Jean-Marc Pasquet, Libre toujours


(extrait)

Guanacaco, lui, pensait être mort. Dans le délire de ses fièvres, Guanacaco le sorcier taïno, le buihitiu, pensait avoir franchi les portes de ce monde. Seuls des zemis pouvaient infliger des supplices aussi atroces, des douleurs aussi abominables et un désarroi spirituel aussi abject que ceux qu’il endurait. Dans les affres de l’inconscience, prisonnier d’un temps immobile, il se voyait perdu dans un entre-deux mondes, livré aux caprices des zemis. La douleur teintait de rouge les rideaux de ses paupières et même lorsqu’il se réfugiait dans les jardins de sa mémoire, elle restait omniprésente. Quand, après des efforts démesurés, il parvenait à affleurer la conscience, il se découvrait entortillé dans un cocon, larve pathétique promise à quelque métamorphose immonde. Chrysalide d’un monstre difforme dont l’émergence déchirait son corps.
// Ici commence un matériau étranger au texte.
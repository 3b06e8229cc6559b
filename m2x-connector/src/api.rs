//! HTTP access to the M2X streams API.

use std::time::Duration;

use async_trait::async_trait;
use reqwest::Client;

use crate::config::ConnectorConfig;
use crate::error::ConnectorError;

/// Header carrying the API key.
pub const API_KEY_HEADER: &str = "X-API-KEY";

const DEFAULT_TIMEOUT: Duration = Duration::from_secs(10);

/// Build the range query URL for a stream's values.
///
/// `start` is appended as given; the remote accepts ISO-8601 instants
/// verbatim, so the string is not re-encoded. An empty start is treated as
/// absent.
pub fn stream_values_url(
    base_url: &str,
    device_id: &str,
    stream_name: &str,
    start: Option<&str>,
) -> String {
    let mut url = format!(
        "{}/devices/{}/streams/{}/values",
        base_url.trim_end_matches('/'),
        device_id,
        stream_name
    );

    if let Some(start) = start.filter(|s| !s.is_empty()) {
        url.push_str("?start=");
        url.push_str(start);
    }

    url
}

/// URL for publishing a single stream value.
pub fn stream_value_url(base_url: &str, device_id: &str, stream_name: &str) -> String {
    format!(
        "{}/devices/{}/streams/{}/value",
        base_url.trim_end_matches('/'),
        device_id,
        stream_name
    )
}

/// One-attempt access to a device stream endpoint.
///
/// One call is one request: no internal retry, no backoff. The surrounding
/// scheduler decides when to try again.
#[async_trait]
pub trait StreamApi: Send + Sync {
    /// Fetch the values window at or after `start`.
    async fn fetch_values(
        &self,
        device_id: &str,
        stream_name: &str,
        start: Option<&str>,
    ) -> Result<Vec<u8>, ConnectorError>;

    /// Publish one serialized reading as the stream's newest value.
    async fn put_value(
        &self,
        device_id: &str,
        stream_name: &str,
        body: Vec<u8>,
    ) -> Result<(), ConnectorError>;
}

/// [`StreamApi`] over HTTP with an API-key header.
#[derive(Debug, Clone)]
pub struct HttpStreamApi {
    client: Client,
    base_url: String,
    api_key: String,
}

impl HttpStreamApi {
    pub fn new(config: &ConnectorConfig) -> Self {
        let client = Client::builder()
            .timeout(DEFAULT_TIMEOUT)
            .build()
            .expect("failed to build HTTP client");

        Self {
            client,
            base_url: config.api_url.clone(),
            api_key: config.api_key.clone(),
        }
    }
}

#[async_trait]
impl StreamApi for HttpStreamApi {
    async fn fetch_values(
        &self,
        device_id: &str,
        stream_name: &str,
        start: Option<&str>,
    ) -> Result<Vec<u8>, ConnectorError> {
        let url = stream_values_url(&self.base_url, device_id, stream_name, start);

        let response = self
            .client
            .get(&url)
            .header(API_KEY_HEADER, &self.api_key)
            .send()
            .await?;

        let status = response.status();
        if !status.is_success() {
            return Err(ConnectorError::Remote {
                status: status.as_u16(),
                message: status.canonical_reason().unwrap_or("unknown status").to_string(),
            });
        }

        Ok(response.bytes().await?.to_vec())
    }

    async fn put_value(
        &self,
        device_id: &str,
        stream_name: &str,
        body: Vec<u8>,
    ) -> Result<(), ConnectorError> {
        let url = stream_value_url(&self.base_url, device_id, stream_name);

        let response = self
            .client
            .put(&url)
            .header(API_KEY_HEADER, &self.api_key)
            .header(reqwest::header::CONTENT_TYPE, "application/json")
            .body(body)
            .send()
            .await?;

        let status = response.status();
        if !status.is_success() {
            return Err(ConnectorError::Remote {
                status: status.as_u16(),
                message: status.canonical_reason().unwrap_or("unknown status").to_string(),
            });
        }

        Ok(())
    }
}

#[cfg(test)]
mod tests {
    use super::*;

    #[test]
    fn values_url_without_start() {
        let url = stream_values_url("http://api-m2x.att.com/v2/", "dev1", "temperature", None);
        assert_eq!(
            url,
            "http://api-m2x.att.com/v2/devices/dev1/streams/temperature/values"
        );
    }

    #[test]
    fn values_url_with_start() {
        let url = stream_values_url(
            "http://api-m2x.att.com/v2/",
            "dev1",
            "temperature",
            Some("2014-09-30T23:59:59.000Z"),
        );
        assert_eq!(
            url,
            "http://api-m2x.att.com/v2/devices/dev1/streams/temperature/values?start=2014-09-30T23:59:59.000Z"
        );
    }

    #[test]
    fn empty_start_is_treated_as_absent() {
        let url = stream_values_url("http://api-m2x.att.com/v2/", "dev1", "temperature", Some(""));
        assert!(!url.contains("start="));
    }

    #[test]
    fn all_trailing_slashes_are_trimmed() {
        let url = stream_values_url("http://example.com/v2///", "dev1", "temperature", None);
        assert_eq!(url, "http://example.com/v2/devices/dev1/streams/temperature/values");
    }

    #[test]
    fn base_url_without_trailing_slash_works() {
        let url = stream_values_url("http://example.com/v2", "dev1", "temperature", None);
        assert_eq!(url, "http://example.com/v2/devices/dev1/streams/temperature/values");
    }

    #[test]
    fn value_url_for_publishing() {
        let url = stream_value_url("http://api-m2x.att.com/v2/", "dev1", "temperature");
        assert_eq!(
            url,
            "http://api-m2x.att.com/v2/devices/dev1/streams/temperature/value"
        );
    }
}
Parfois, ses propres cris semblaient le réveiller. Il voyait alors s’entrouvrir son cocon et deux zemis se penchaient sur lui en grimaçant, l’un travesti en homme blanc, l’autre en femme noire pour mieux le tourmenter. Sans doute vérifiaient-ils l’avancement de sa métamorphose ?

Guanacaco pensait avoir mérité leur courroux. Il était le dernier grand buihitiu, détenteur du savoir des ancêtres et, pourtant, lui aussi était un paria. Depuis des années, il s’était éloigné des traditions pour essayer d’organiser la résistance de son peuple. Forcément, il avait bousculé quelques croyances au passage et les esprits avaient de quoi être fâchés. À vrai dire, il en était même venu à douter de l’existence de certains d’entre eux. À présent, dans la douleur de mille morts, livré à la vengeance des dieux, Guanacaco faisait preuve d’un fatalisme irréductible. Et malgré tout, il n’éprouvait aucun regret.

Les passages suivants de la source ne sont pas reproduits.